START DATA FOR REVIEW

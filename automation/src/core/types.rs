//! Shared deterministic types for dungeon content resolution.
//!
//! These types describe what a dungeon may contain, independent of where the
//! data comes from. They are rebuilt from host state on every tick and must
//! not be cached across ticks.

use std::collections::HashSet;
use std::fmt;
use std::rc::Rc;

use serde::{Deserialize, Serialize};

/// Unlock condition attached to an encounter or boss entry.
pub trait Requirement: fmt::Debug {
    fn is_completed(&self) -> bool;

    /// Human-readable hint shown when the requirement blocks an entry.
    fn description(&self) -> Option<&str> {
        None
    }
}

/// Shared handle to a host-owned requirement.
pub type RequirementRef = Rc<dyn Requirement>;

/// Shadow form of a trainer's roster member.
#[derive(Debug, Clone, Copy, Default, PartialEq, Eq, Serialize, Deserialize)]
#[serde(rename_all = "lowercase")]
pub enum ShadowStatus {
    /// Ordinary trainer pokemon.
    #[default]
    None,
    /// Shadow form that can be snagged.
    Shadow,
    Purified,
}

/// A pokemon fielded by a trainer.
#[derive(Debug, Clone, PartialEq, Eq, Serialize, Deserialize)]
pub struct RosterMember {
    pub name: String,
    #[serde(default)]
    pub shadow: ShadowStatus,
}

impl RosterMember {
    pub fn new(name: &str, shadow: ShadowStatus) -> Self {
        Self {
            name: name.to_string(),
            shadow,
        }
    }
}

/// Plain wild encounter.
#[derive(Debug, Clone, Default)]
pub struct PokemonEncounter {
    pub name: String,
    /// Not shown to the player (decorative entry).
    pub hidden: bool,
    /// Only fielded by shadow trainers; never appears wild.
    pub shadow_trainer_only: bool,
    /// Disguised item encounter.
    pub mimic: bool,
    pub requirement: Option<RequirementRef>,
}

impl PokemonEncounter {
    pub fn named(name: &str) -> Self {
        Self {
            name: name.to_string(),
            ..Self::default()
        }
    }
}

#[derive(Debug, Clone, Default)]
pub struct BossEncounter {
    pub name: String,
    pub requirement: Option<RequirementRef>,
}

impl BossEncounter {
    pub fn named(name: &str) -> Self {
        Self {
            name: name.to_string(),
            requirement: None,
        }
    }
}

#[derive(Debug, Clone, Default)]
pub struct TrainerEncounter {
    pub name: Option<String>,
    pub team: Vec<RosterMember>,
    pub requirement: Option<RequirementRef>,
}

/// One entry of a dungeon's encounter or boss list.
#[derive(Debug, Clone)]
pub enum EncounterRecord {
    Pokemon(PokemonEncounter),
    BossPokemon(BossEncounter),
    Trainer(TrainerEncounter),
}

impl EncounterRecord {
    pub fn requirement(&self) -> Option<&RequirementRef> {
        match self {
            EncounterRecord::Pokemon(pokemon) => pokemon.requirement.as_ref(),
            EncounterRecord::BossPokemon(boss) => boss.requirement.as_ref(),
            EncounterRecord::Trainer(trainer) => trainer.requirement.as_ref(),
        }
    }
}

/// Which dungeon list a record was read from.
#[derive(Debug, Clone, Copy, PartialEq, Eq)]
pub enum EncounterList {
    Normal,
    Boss,
}

/// Why a record did not yield a catchable name.
#[derive(Debug, Clone, Copy, PartialEq, Eq)]
pub enum Exclusion {
    Trainer,
    Hidden,
    ShadowTrainerOnly,
    Mimic,
    RequirementLocked,
    /// Roster member that is not in shadow form.
    NotShadow,
}

/// Classification of a single record or roster member.
#[derive(Debug, Clone, Copy, PartialEq, Eq)]
pub enum Verdict<'a> {
    Catchable(&'a str),
    NotCatchable(Exclusion),
}

/// Terse entry returned by a dungeon's own availability query.
///
/// The query is loosely typed on the host side; every shape it is known to
/// produce gets a variant and anything else lands in `Unrecognized`.
#[derive(Debug, Clone, PartialEq, Serialize, Deserialize)]
#[serde(untagged)]
pub enum AvailabilityEntry {
    Name(String),
    PokemonName {
        #[serde(rename = "pokemonName")]
        pokemon_name: String,
    },
    Nested {
        pokemon: NamedPokemon,
    },
    Unrecognized(serde_json::Value),
}

#[derive(Debug, Clone, PartialEq, Eq, Serialize, Deserialize)]
pub struct NamedPokemon {
    pub name: String,
}

impl AvailabilityEntry {
    /// Name carried by the entry, if its shape is recognized.
    pub fn name(&self) -> Option<&str> {
        match self {
            AvailabilityEntry::Name(name) => Some(name),
            AvailabilityEntry::PokemonName { pokemon_name } => Some(pokemon_name),
            AvailabilityEntry::Nested { pokemon } => Some(&pokemon.name),
            AvailabilityEntry::Unrecognized(_) => None,
        }
    }
}

/// Ordered, duplicate-free set of catchable pokemon names.
///
/// Order is first-seen order of the source it was collected from.
#[derive(Debug, Clone, Default, PartialEq, Eq, Serialize)]
#[serde(transparent)]
pub struct CatchableSet {
    names: Vec<String>,
}

impl CatchableSet {
    pub fn names(&self) -> &[String] {
        &self.names
    }

    pub fn len(&self) -> usize {
        self.names.len()
    }

    pub fn is_empty(&self) -> bool {
        self.names.is_empty()
    }

    pub fn contains(&self, name: &str) -> bool {
        self.names.iter().any(|candidate| candidate == name)
    }

    pub fn iter(&self) -> impl Iterator<Item = &str> {
        self.names.iter().map(String::as_str)
    }
}

impl<S: AsRef<str>> FromIterator<S> for CatchableSet {
    fn from_iter<I: IntoIterator<Item = S>>(iter: I) -> Self {
        let mut seen = HashSet::new();
        let mut names = Vec::new();
        for name in iter {
            let name = name.as_ref();
            if seen.insert(name.to_string()) {
                names.push(name.to_string());
            }
        }
        Self { names }
    }
}

/// Shiny progress for one dungeon. Recomputed on every refresh.
#[derive(Debug, Clone, Copy, PartialEq, Eq, Serialize)]
pub struct CompletionReport {
    pub caught: usize,
    pub total: usize,
}

impl CompletionReport {
    pub fn is_complete(&self) -> bool {
        self.caught == self.total
    }
}

impl fmt::Display for CompletionReport {
    fn fmt(&self, f: &mut fmt::Formatter<'_>) -> fmt::Result {
        write!(f, "{}/{}", self.caught, self.total)
    }
}

#[cfg(test)]
mod tests {
    use super::*;

    #[test]
    fn catchable_set_keeps_first_occurrence_order() {
        let set: CatchableSet = ["Zubat", "Geodude", "Zubat", "Onix"].into_iter().collect();
        assert_eq!(set.names(), ["Zubat", "Geodude", "Onix"]);
        assert!(set.contains("Onix"));
        assert!(!set.contains("Paras"));
    }

    #[test]
    fn availability_entries_deserialize_every_known_shape() {
        let raw = r#"["A", {"pokemonName": "B"}, {"pokemon": {"name": "C"}}, null, 7, {"other": 1}]"#;
        let entries: Vec<AvailabilityEntry> = serde_json::from_str(raw).expect("parse");
        let names: Vec<Option<&str>> = entries.iter().map(AvailabilityEntry::name).collect();
        assert_eq!(
            names,
            vec![Some("A"), Some("B"), Some("C"), None, None, None]
        );
    }

    #[test]
    fn completion_report_renders_ratio() {
        let report = CompletionReport {
            caught: 1,
            total: 2,
        };
        assert_eq!(report.to_string(), "1/2");
        assert!(!report.is_complete());
    }
}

END DATA FOR REVIEW

**EXERCISE GOAL**
Output the records exactly, so that each line matches what was given.

**YOUR RESPONSE**
filename automation/src/core/types.rs
//! Shared deterministic types for dungeon content resolution.
//!
//! These types describe what a dungeon may contain, independent of where the
//! data comes from. They are rebuilt from host state on every tick and must
//! not be cached across ticks.

use std::collections::HashSet;
use std::fmt;
use std::rc::Rc;

use serde::{Deserialize, Serialize};

/// Unlock condition attached to an encounter or boss entry.
pub trait Requirement: fmt::Debug {
    fn is_completed(&self) -> bool;

    /// Human-readable hint shown when the requirement blocks an entry.
    fn description(&self) -> Option<&str> {
        None
    }
}

/// Shared handle to a host-owned requirement.
pub type RequirementRef = Rc<dyn Requirement>;

/// Shadow form of a trainer's roster member.
#[derive(Debug, Clone, Copy, Default, PartialEq, Eq, Serialize, Deserialize)]
#[serde(rename_all = "lowercase")]
pub enum ShadowStatus {
    /// Ordinary trainer pokemon.
    #[default]
    None,
    /// Shadow form that can be snagged.
    Shadow,
    Purified,
}

/// A pokemon fielded by a trainer.
#[derive(Debug, Clone, PartialEq, Eq, Serialize, Deserialize)]
pub struct RosterMember {
    pub name: String,
    #[serde(default)]
    pub shadow: ShadowStatus,
}

impl RosterMember {
    pub fn new(name: &str, shadow: ShadowStatus) -> Self {
        Self {
            name: name.to_string(),
            shadow,
        }
    }
}

/// Plain wild encounter.
#[derive(Debug, Clone, Default)]
pub struct PokemonEncounter {
    pub name: String,
    /// Not shown to the player (decorative entry).
    pub hidden: bool,
    /// Only fielded by shadow trainers; never appears wild.
    pub shadow_trainer_only: bool,
    /// Disguised item encounter.
    pub mimic: bool,
    pub requirement: Option<RequirementRef>,
}

impl PokemonEncounter {
    pub fn named(name: &str) -> Self {
        Self {
            name: name.to_string(),
            ..Self::default()
        }
    }
}

#[derive(Debug, Clone, Default)]
pub struct BossEncounter {
    pub name: String,
    pub requirement: Option<RequirementRef>,
}

impl BossEncounter {
    pub fn named(name: &str) -> Self {
        Self {
            name: name.to_string(),
            requirement: None,
        }
    }
}

#[derive(Debug, Clone, Default)]
pub struct TrainerEncounter {
    pub name: Option<String>,
    pub team: Vec<RosterMember>,
    pub requirement: Option<RequirementRef>,
}

/// One entry of a dungeon's encounter or boss list.
#[derive(Debug, Clone)]
pub enum EncounterRecord {
    Pokemon(PokemonEncounter),
    BossPokemon(BossEncounter),
    Trainer(TrainerEncounter),
}

impl EncounterRecord {
    pub fn requirement(&self) -> Option<&RequirementRef> {
        match self {
            EncounterRecord::Pokemon(pokemon) => pokemon.requirement.as_ref(),
            EncounterRecord::BossPokemon(boss) => boss.requirement.as_ref(),
            EncounterRecord::Trainer(trainer) => trainer.requirement.as_ref(),
        }
    }
}

/// Which dungeon list a record was read from.
#[derive(Debug, Clone, Copy, PartialEq, Eq)]
pub enum EncounterList {
    Normal,
    Boss,
}

/// Why a record did not yield a catchable name.
#[derive(Debug, Clone, Copy, PartialEq, Eq)]
pub enum Exclusion {
    Trainer,
    Hidden,
    ShadowTrainerOnly,
    Mimic,
    RequirementLocked,
    /// Roster member that is not in shadow form.
    NotShadow,
}

/// Classification of a single record or roster member.
#[derive(Debug, Clone, Copy, PartialEq, Eq)]
pub enum Verdict<'a> {
    Catchable(&'a str),
    NotCatchable(Exclusion),
}

/// Terse entry returned by a dungeon's own availability query.
///
/// The query is loosely typed on the host side; every shape it is known to
/// produce gets a variant and anything else lands in `Unrecognized`.
#[derive(Debug, Clone, PartialEq, Serialize, Deserialize)]
#[serde(untagged)]
pub enum AvailabilityEntry {
    Name(String),
    PokemonName {
        #[serde(rename = "pokemonName")]
        pokemon_name: String,
    },
    Nested {
        pokemon: NamedPokemon,
    },
    Unrecognized(serde_json::Value),
}

#[derive(Debug, Clone, PartialEq, Eq, Serialize, Deserialize)]
pub struct NamedPokemon {
    pub name: String,
}

impl AvailabilityEntry {
    /// Name carried by the entry, if its shape is recognized.
    pub fn name(&self) -> Option<&str> {
        match self {
            AvailabilityEntry::Name(name) => Some(name),
            AvailabilityEntry::PokemonName { pokemon_name } => Some(pokemon_name),
            AvailabilityEntry::Nested { pokemon } => Some(&pokemon.name),
            AvailabilityEntry::Unrecognized(_) => None,
        }
    }
}

/// Ordered, duplicate-free set of catchable pokemon names.
///
/// Order is first-seen order of the source it was collected from.
#[derive(Debug, Clone, Default, PartialEq, Eq, Serialize)]
#[serde(transparent)]
pub struct CatchableSet {
    names: Vec<String>,
}

impl CatchableSet {
    pub fn names(&self) -> &[String] {
        &self.names
    }

    pub fn len(&self) -> usize {
        self.names.len()
    }

    pub fn is_empty(&self) -> bool {
        self.names.is_empty()
    }

    pub fn contains(&self, name: &str) -> bool {
        self.names.iter().any(|candidate| candidate == name)
    }

    pub fn iter(&self) -> impl Iterator<Item = &str> {
        self.names.iter().map(String::as_str)
    }
}

impl<S: AsRef<str>> FromIterator<S> for CatchableSet {
    fn from_iter<I: IntoIterator<Item = S>>(iter: I) -> Self {
        let mut seen = HashSet::new();
        let mut names = Vec::new();
        for name in iter {
            let name = name.as_ref();
            if seen.insert(name.to_string()) {
                names.push(name.to_string());
            }
        }
        Self { names }
    }
}

/// Shiny progress for one dungeon. Recomputed on every refresh.
#[derive(Debug, Clone, Copy, PartialEq, Eq, Serialize)]
pub struct CompletionReport {
    pub caught: usize,
    pub total: usize,
}

impl CompletionReport {
    pub fn is_complete(&self) -> bool {
        self.caught == self.total
    }
}

impl fmt::Display for CompletionReport {
    fn fmt(&self, f: &mut fmt::Formatter<'_>) -> fmt::Result {
        write!(f, "{}/{}", self.caught, self.total)
    }
}

#[cfg(test)]
mod tests {
    use super::*;

    #[test]
    fn catchable_set_keeps_first_occurrence_order() {
        let set: CatchableSet = ["Zubat", "Geodude", "Zubat", "Onix"].into_iter().collect();
        assert_eq!(set.names(), ["Zubat", "Geodude", "Onix"]);
        assert!(set.contains("Onix"));
        assert!(!set.contains("Paras"));
    }

    #[test]
    fn availability_entries_deserialize_every_known_shape() {
        let raw = r#"["A", {"pokemonName": "B"}, {"pokemon": {"name": "C"}}, null, 7, {"other": 1}]"#;
        let entries: Vec<AvailabilityEntry> = serde_json::from_str(raw).expect("parse");
        let names: Vec<Option<&str>> = entries.iter().map(AvailabilityEntry::name).collect();
        assert_eq!(
            names,
            vec![Some("A"), Some("B"), Some("C"), None, None, None]
        );
    }

    #[test]
    fn completion_report_renders_ratio() {
        let report = CompletionReport {
            caught: 1,
            total: 2,
        };
        assert_eq!(report.to_string(), "1/2");
        assert!(!report.is_complete());
    }
}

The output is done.